*** Block opens ***
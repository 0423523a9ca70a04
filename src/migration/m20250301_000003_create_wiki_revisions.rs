//! Migration: Create wiki_revisions table.
//!
//! Revisions are append-only. The page reference is kept without a cascading
//! foreign key so history survives if a page row is ever removed by hand.

use sea_orm_migration::prelude::*;

#[derive(DeriveMigrationName)]
pub struct Migration;

#[async_trait::async_trait]
impl MigrationTrait for Migration {
    async fn up(&self, manager: &SchemaManager) -> Result<(), DbErr> {
        manager
            .get_connection()
            .execute_unprepared(
                r#"
                CREATE TABLE wiki_revisions (
                    id UUID PRIMARY KEY,
                    page_id UUID NOT NULL,
                    revision_number INTEGER NOT NULL,
                    title VARCHAR(200) NOT NULL,
                    description VARCHAR(500) NOT NULL DEFAULT '',
                    content TEXT NOT NULL DEFAULT '',
                    category VARCHAR(40) NOT NULL,
                    subcategory VARCHAR(100),
                    tags JSONB NOT NULL DEFAULT '[]'::jsonb,
                    image_url VARCHAR(1000),
                    status VARCHAR(20) NOT NULL,
                    edited_by VARCHAR(128),
                    summary VARCHAR(500),

                    created_at TIMESTAMPTZ NOT NULL DEFAULT NOW()
                );

                CREATE INDEX idx_wiki_revisions_page_created
                    ON wiki_revisions(page_id, created_at, revision_number);
                "#,
            )
            .await?;

        Ok(())
    }

    async fn down(&self, manager: &SchemaManager) -> Result<(), DbErr> {
        manager
            .get_connection()
            .execute_unprepared("DROP TABLE IF EXISTS wiki_revisions CASCADE;")
            .await?;

        Ok(())
    }
}
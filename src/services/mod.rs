//! Business logic services.

pub mod admin_check;
pub mod auth_session;
pub mod identity;

pub use auth_session::configure_routes as configure_auth_routes;
pub use identity::{IdentityProvider, SessionVerifier};
//! User record, keyed by the identity provider UID.

use sea_orm::entity::prelude::*;

#[derive(Clone, Debug, PartialEq, Eq, DeriveEntityModel)]
#[sea_orm(table_name = "users")]
pub struct Model {
    #[sea_orm(primary_key, auto_increment = false)]
    pub uid: String,
    pub display_name: Option<String>,
    pub email: Option<String>,
    pub photo_url: Option<String>,
    pub is_admin: bool,
    pub last_seen_at: Option<DateTimeUtc>,
    pub created_at: DateTimeUtc,
    pub updated_at: DateTimeUtc,
}

#[derive(Copy, Clone, Debug, EnumIter, DeriveRelation)]
pub enum Relation {}

impl ActiveModelBehavior for ActiveModel {}
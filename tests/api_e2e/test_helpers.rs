//! Shared test helpers for API E2E tests.

use std::collections::BTreeMap;
use std::sync::{Arc, OnceLock};

use actix_http::Request;
use actix_web::body::MessageBody;
use actix_web::cookie::Cookie;
use actix_web::dev::{Service, ServiceResponse};
use actix_web::http::StatusCode;
use actix_web::http::header::HeaderMap;
use actix_web::{App, test, web};
use chrono::{TimeZone, Utc};
use fanwiki_lib::auth::AdminKey;
use fanwiki_lib::config::{
    Config, DatabaseSettings, Environment, IdentitySettings, SecuritySettings,
};
use fanwiki_lib::db::DbPool;
use fanwiki_lib::entity::{user, wiki_page};
use fanwiki_lib::middleware::{CsrfProtection, InMemoryRateLimitStore, RateLimiter};
use fanwiki_lib::services::IdentityProvider;
use fanwiki_lib::{api, services};
use sea_orm::{DatabaseBackend, DatabaseConnection, MockDatabase, Value as DbValue};
use secrecy::SecretString;
use serde_json::Value;
use uuid::Uuid;

use super::mock_identity_provider::{
    MockIdentityProvider, TEST_PROJECT_ID, TestClaims, TestKeyPair,
};

/// Admin key used in tests.
pub const TEST_ADMIN_KEY: &str = "test-admin-key-for-api-e2e";

/// CSRF token pair used by mutating requests.
pub const TEST_CSRF_TOKEN: &str = "e2e-csrf-token";

struct SharedKeys {
    signing: TestKeyPair,
    rogue: TestKeyPair,
}

static SHARED_KEYS: OnceLock<SharedKeys> = OnceLock::new();

/// RSA generation is slow; keys are shared across tests.
fn keys() -> &'static SharedKeys {
    SHARED_KEYS.get_or_init(|| SharedKeys {
        signing: TestKeyPair::generate("signing-key"),
        rogue: TestKeyPair::generate("rogue-key"),
    })
}

/// One mock provider plus the config pointing at it.
pub struct TestEnv {
    pub mock: MockIdentityProvider,
    pub config: Config,
}

impl TestEnv {
    pub async fn start() -> Self {
        let mock = MockIdentityProvider::start(keys().signing.clone()).await;
        let config = test_config(&mock);
        TestEnv { mock, config }
    }

    /// A valid session cookie for `uid`.
    pub fn session_for(&self, uid: &str) -> String {
        self.sign(&TestClaims::session(uid, chrono::Duration::hours(1)))
    }

    pub fn sign(&self, claims: &TestClaims) -> String {
        self.mock.issue_token(claims, &keys().signing)
    }

    /// Signed with a key the provider does not publish.
    pub fn sign_with_rogue_key(&self, claims: &TestClaims) -> String {
        self.mock.issue_token(claims, &keys().rogue)
    }
}

fn test_config(mock: &MockIdentityProvider) -> Config {
    Config {
        environment: Environment::Development,
        host: "127.0.0.1".to_string(),
        port: 0,
        database: DatabaseSettings {
            url: "postgres://unused".to_string(),
            max_connections: 1,
            min_connections: 1,
        },
        static_dir: None,
        admin_key: Some(TEST_ADMIN_KEY.to_string()),
        identity: IdentitySettings {
            project_id: TEST_PROJECT_ID.to_string(),
            client_email: Some("server@fanwiki-test.iam.gserviceaccount.com".to_string()),
            private_key: Some(SecretString::from(keys().signing.pem.clone())),
            id_token_jwks_url: mock.jwks_url(),
            session_jwks_url: mock.jwks_url(),
            oauth_token_url: format!("{}/token", mock.base_url),
            identity_toolkit_url: mock.base_url.clone(),
            session_ttl_secs: 3600,
        },
        security: SecuritySettings {
            rate_limit_max_requests: 1000,
            rate_limit_window_secs: 60,
            admin_check_min_latency_ms: 50,
            allowed_origins: vec![],
            trusted_proxies: vec![],
        },
    }
}

/// Mock database answering queries in order.
pub fn mock_db<T, I>(results: I) -> DatabaseConnection
where
    T: sea_orm::IntoMockRow,
    I: IntoIterator<Item = Vec<T>>,
{
    MockDatabase::new(DatabaseBackend::Postgres)
        .append_query_results(results)
        .into_connection()
}

/// Mock database that answers nothing.
pub fn empty_db() -> DatabaseConnection {
    MockDatabase::new(DatabaseBackend::Postgres).into_connection()
}

/// Row for `COUNT(*)` queries.
pub fn count_row(n: i64) -> BTreeMap<&'static str, DbValue> {
    BTreeMap::from([("num_items", DbValue::BigInt(Some(n)))])
}

pub fn sample_user(uid: &str, is_admin: bool) -> user::Model {
    let ts = Utc.with_ymd_and_hms(2025, 3, 1, 12, 0, 0).unwrap();
    user::Model {
        uid: uid.to_string(),
        display_name: Some("Wanderer".to_string()),
        email: Some(format!("{}@example.com", uid)),
        photo_url: None,
        is_admin,
        last_seen_at: Some(ts),
        created_at: ts,
        updated_at: ts,
    }
}

pub fn sample_page(slug: &str, status: &str) -> wiki_page::Model {
    let ts = Utc.with_ymd_and_hms(2025, 3, 1, 12, 0, 0).unwrap();
    wiki_page::Model {
        id: Uuid::from_u128(7),
        slug: slug.to_string(),
        title: "Ember Knight".to_string(),
        description: "A wandering knight".to_string(),
        content: "## Biography".to_string(),
        category: "characters".to_string(),
        subcategory: None,
        tags: serde_json::json!(["npc"]),
        image_url: None,
        status: status.to_string(),
        revision: 1,
        created_by: None,
        updated_by: None,
        created_at: ts,
        updated_at: ts,
    }
}

/// Build the app with the production middleware stack.
pub async fn create_test_app(
    env: &TestEnv,
    db: DatabaseConnection,
) -> impl Service<Request, Response = ServiceResponse<impl MessageBody>, Error = actix_web::Error>
{
    let config = env.config.clone();
    let identity = IdentityProvider::new(&config.identity).expect("identity provider");
    let store = Arc::new(InMemoryRateLimitStore::new(
        config.security.rate_limit_max_requests,
        config.security.rate_limit_window(),
    ));
    let admin_key = AdminKey::new(config.admin_key.clone());
    let trusted_proxies = config.security.trusted_proxies.clone();

    test::init_service(
        App::new()
            .app_data(web::Data::new(config))
            .app_data(web::Data::new(DbPool::from_connection(db)))
            .app_data(web::Data::new(identity))
            .app_data(web::Data::new(admin_key))
            .service(
                web::scope("/api")
                    .wrap(CsrfProtection)
                    .wrap(RateLimiter::new(store).trust_proxies(&trusted_proxies))
                    .configure(api::configure_health_routes)
                    .configure(services::configure_auth_routes)
                    .configure(api::configure_content_routes)
                    .configure(api::configure_admin_routes),
            ),
    )
    .await
}

/// Attach a matching CSRF header and cookie.
pub fn with_csrf(req: test::TestRequest) -> test::TestRequest {
    req.insert_header(("x-csrf-token", TEST_CSRF_TOKEN))
        .cookie(Cookie::new("csrf-token", TEST_CSRF_TOKEN))
}

/// Status, headers, cookies and JSON body of a response.
pub struct TestResponse {
    pub status: StatusCode,
    pub headers: HeaderMap,
    pub cookies: Vec<Cookie<'static>>,
    pub body: Value,
}

impl TestResponse {
    pub fn cookie(&self, name: &str) -> Option<&Cookie<'static>> {
        self.cookies.iter().find(|c| c.name() == name)
    }

    pub fn error_code(&self) -> Option<&str> {
        self.body["error"].as_str()
    }
}

pub async fn call<S, B>(app: &S, req: Request) -> TestResponse
where
    S: Service<Request, Response = ServiceResponse<B>, Error = actix_web::Error>,
    B: MessageBody,
{
    let resp = test::call_service(app, req).await;
    let status = resp.status();
    let headers = resp.headers().clone();
    let cookies = resp
        .response()
        .cookies()
        .map(|c| c.into_owned())
        .collect();
    let bytes = test::read_body(resp).await;
    let body = serde_json::from_slice(&bytes).unwrap_or(Value::Null);
    TestResponse {
        status,
        headers,
        cookies,
        body,
    }
}
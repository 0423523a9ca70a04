//! CSRF and rate-limit middleware in front of the real routes.

use actix_web::cookie::Cookie;
use actix_web::http::{StatusCode, header};
use actix_web::test;

use super::test_helpers::*;

#[actix_web::test]
async fn test_post_without_csrf_token_is_forbidden() {
    let env = TestEnv::start().await;
    let app = create_test_app(&env, empty_db()).await;

    let req = test::TestRequest::post().uri("/api/auth/logout").to_request();
    let resp = call(&app, req).await;

    assert_eq!(resp.status, StatusCode::FORBIDDEN);
    assert_eq!(resp.error_code(), Some("CSRF_TOKEN_INVALID"));
}

#[actix_web::test]
async fn test_mismatched_csrf_token_is_forbidden() {
    let env = TestEnv::start().await;
    let app = create_test_app(&env, empty_db()).await;

    let req = test::TestRequest::post()
        .uri("/api/auth/logout")
        .insert_header(("x-csrf-token", "header-value"))
        .cookie(Cookie::new("csrf-token", "cookie-value"))
        .to_request();
    let resp = call(&app, req).await;

    assert_eq!(resp.status, StatusCode::FORBIDDEN);
}

#[actix_web::test]
async fn test_issued_csrf_token_round_trips() {
    let env = TestEnv::start().await;
    let app = create_test_app(&env, empty_db()).await;

    let req = test::TestRequest::get().uri("/api/auth/csrf").to_request();
    let resp = call(&app, req).await;
    assert_eq!(resp.status, StatusCode::OK);

    let token = resp.body["csrfToken"].as_str().expect("token in body").to_string();
    let cookie = resp.cookie("csrf-token").expect("token cookie");
    assert_eq!(cookie.value(), token);
    assert_eq!(cookie.http_only(), Some(false));

    let req = test::TestRequest::post()
        .uri("/api/auth/logout")
        .insert_header(("x-csrf-token", token.as_str()))
        .cookie(Cookie::new("csrf-token", token.clone()))
        .to_request();
    let resp = call(&app, req).await;
    assert_eq!(resp.status, StatusCode::OK);
}

#[actix_web::test]
async fn test_csrf_passes_before_authentication() {
    let env = TestEnv::start().await;
    let app = create_test_app(&env, empty_db()).await;

    let req = with_csrf(test::TestRequest::post().uri("/api/admin/wiki"))
        .set_json(serde_json::json!({"title": "Ember Knight", "category": "characters"}))
        .to_request();
    let resp = call(&app, req).await;

    assert_eq!(resp.status, StatusCode::UNAUTHORIZED);
}

#[actix_web::test]
async fn test_admin_key_requests_skip_csrf() {
    let env = TestEnv::start().await;
    let app = create_test_app(&env, empty_db()).await;

    // Blank title fails validation before any query
    let req = test::TestRequest::post()
        .uri("/api/admin/wiki")
        .insert_header(("X-Admin-Key", TEST_ADMIN_KEY))
        .set_json(serde_json::json!({"title": "  ", "category": "lore"}))
        .to_request();
    let resp = call(&app, req).await;

    assert_eq!(resp.status, StatusCode::BAD_REQUEST);
    assert_eq!(resp.error_code(), Some("INVALID_INPUT"));
}

#[actix_web::test]
async fn test_wrong_admin_key_does_not_skip_csrf() {
    let env = TestEnv::start().await;
    let app = create_test_app(&env, empty_db()).await;

    let req = test::TestRequest::put()
        .uri("/api/auth/profile")
        .insert_header(("X-Admin-Key", "not-the-key"))
        .insert_header(("x-csrf-token", "header-value"))
        .cookie(Cookie::new("csrf-token", "cookie-value"))
        .set_json(serde_json::json!({"displayName": "Ember"}))
        .to_request();
    let resp = call(&app, req).await;

    assert_eq!(resp.status, StatusCode::FORBIDDEN);
    assert_eq!(resp.error_code(), Some("CSRF_TOKEN_INVALID"));

    let req = test::TestRequest::post()
        .uri("/api/auth/logout")
        .insert_header(("X-Admin-Key", "not-the-key"))
        .to_request();
    let resp = call(&app, req).await;
    assert_eq!(resp.status, StatusCode::FORBIDDEN);
}

#[actix_web::test]
async fn test_wrong_admin_key_is_unauthorized() {
    let env = TestEnv::start().await;
    let app = create_test_app(&env, empty_db()).await;

    let req = test::TestRequest::get()
        .uri("/api/admin/users")
        .insert_header(("X-Admin-Key", "guess"))
        .to_request();
    let resp = call(&app, req).await;

    assert_eq!(resp.status, StatusCode::UNAUTHORIZED);
}

#[actix_web::test]
async fn test_rate_limit_per_client() {
    let mut env = TestEnv::start().await;
    env.config.security.rate_limit_max_requests = 3;
    let app = create_test_app(&env, empty_db()).await;
    let client = "10.1.1.1:5000".parse().unwrap();

    for remaining in ["2", "1", "0"] {
        let req = test::TestRequest::get()
            .uri("/api/health")
            .peer_addr(client)
            .to_request();
        let resp = call(&app, req).await;
        assert_eq!(resp.status, StatusCode::OK);
        assert_eq!(resp.headers.get("x-ratelimit-limit").unwrap(), "3");
        assert_eq!(resp.headers.get("x-ratelimit-remaining").unwrap(), remaining);
    }

    let req = test::TestRequest::get()
        .uri("/api/health")
        .peer_addr(client)
        .to_request();
    let resp = call(&app, req).await;
    assert_eq!(resp.status, StatusCode::TOO_MANY_REQUESTS);
    assert_eq!(resp.error_code(), Some("RATE_LIMITED"));
    assert!(resp.headers.contains_key(header::RETRY_AFTER));

    // Limited clients are rejected before the CSRF check
    let req = test::TestRequest::post()
        .uri("/api/auth/logout")
        .peer_addr(client)
        .to_request();
    let resp = call(&app, req).await;
    assert_eq!(resp.status, StatusCode::TOO_MANY_REQUESTS);

    let other = "10.1.1.2:5000".parse().unwrap();
    let req = test::TestRequest::get()
        .uri("/api/health")
        .peer_addr(other)
        .to_request();
    let resp = call(&app, req).await;
    assert_eq!(resp.status, StatusCode::OK);
}

#[actix_web::test]
async fn test_rotating_forwarded_for_does_not_evade_limit() {
    let mut env = TestEnv::start().await;
    env.config.security.rate_limit_max_requests = 2;
    let app = create_test_app(&env, empty_db()).await;
    let client = "10.0.0.7:5000".parse().unwrap();

    let mut limited = 0;
    for i in 0..10 {
        let req = test::TestRequest::get()
            .uri("/api/health")
            .peer_addr(client)
            .insert_header(("X-Forwarded-For", format!("203.0.113.{}", i)))
            .to_request();
        if call(&app, req).await.status == StatusCode::TOO_MANY_REQUESTS {
            limited += 1;
        }
    }

    assert_eq!(limited, 8);
}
*** Block closes ***
Of the entries above, repeat exactly the lines between the line with "use uuid::Uuid;" and the line with "pub fn sign_with_rogue_key(&self, claims: &TestClaims)", inclusive, and no others.

use uuid::Uuid;

use super::mock_identity_provider::{
    MockIdentityProvider, TEST_PROJECT_ID, TestClaims, TestKeyPair,
};

/// Admin key used in tests.
pub const TEST_ADMIN_KEY: &str = "test-admin-key-for-api-e2e";

/// CSRF token pair used by mutating requests.
pub const TEST_CSRF_TOKEN: &str = "e2e-csrf-token";

struct SharedKeys {
    signing: TestKeyPair,
    rogue: TestKeyPair,
}

static SHARED_KEYS: OnceLock<SharedKeys> = OnceLock::new();

/// RSA generation is slow; keys are shared across tests.
fn keys() -> &'static SharedKeys {
    SHARED_KEYS.get_or_init(|| SharedKeys {
        signing: TestKeyPair::generate("signing-key"),
        rogue: TestKeyPair::generate("rogue-key"),
    })
}

/// One mock provider plus the config pointing at it.
pub struct TestEnv {
    pub mock: MockIdentityProvider,
    pub config: Config,
}

impl TestEnv {
    pub async fn start() -> Self {
        let mock = MockIdentityProvider::start(keys().signing.clone()).await;
        let config = test_config(&mock);
        TestEnv { mock, config }
    }

    /// A valid session cookie for `uid`.
    pub fn session_for(&self, uid: &str) -> String {
        self.sign(&TestClaims::session(uid, chrono::Duration::hours(1)))
    }

    pub fn sign(&self, claims: &TestClaims) -> String {
        self.mock.issue_token(claims, &keys().signing)
    }

    /// Signed with a key the provider does not publish.
    pub fn sign_with_rogue_key(&self, claims: &TestClaims) -> String {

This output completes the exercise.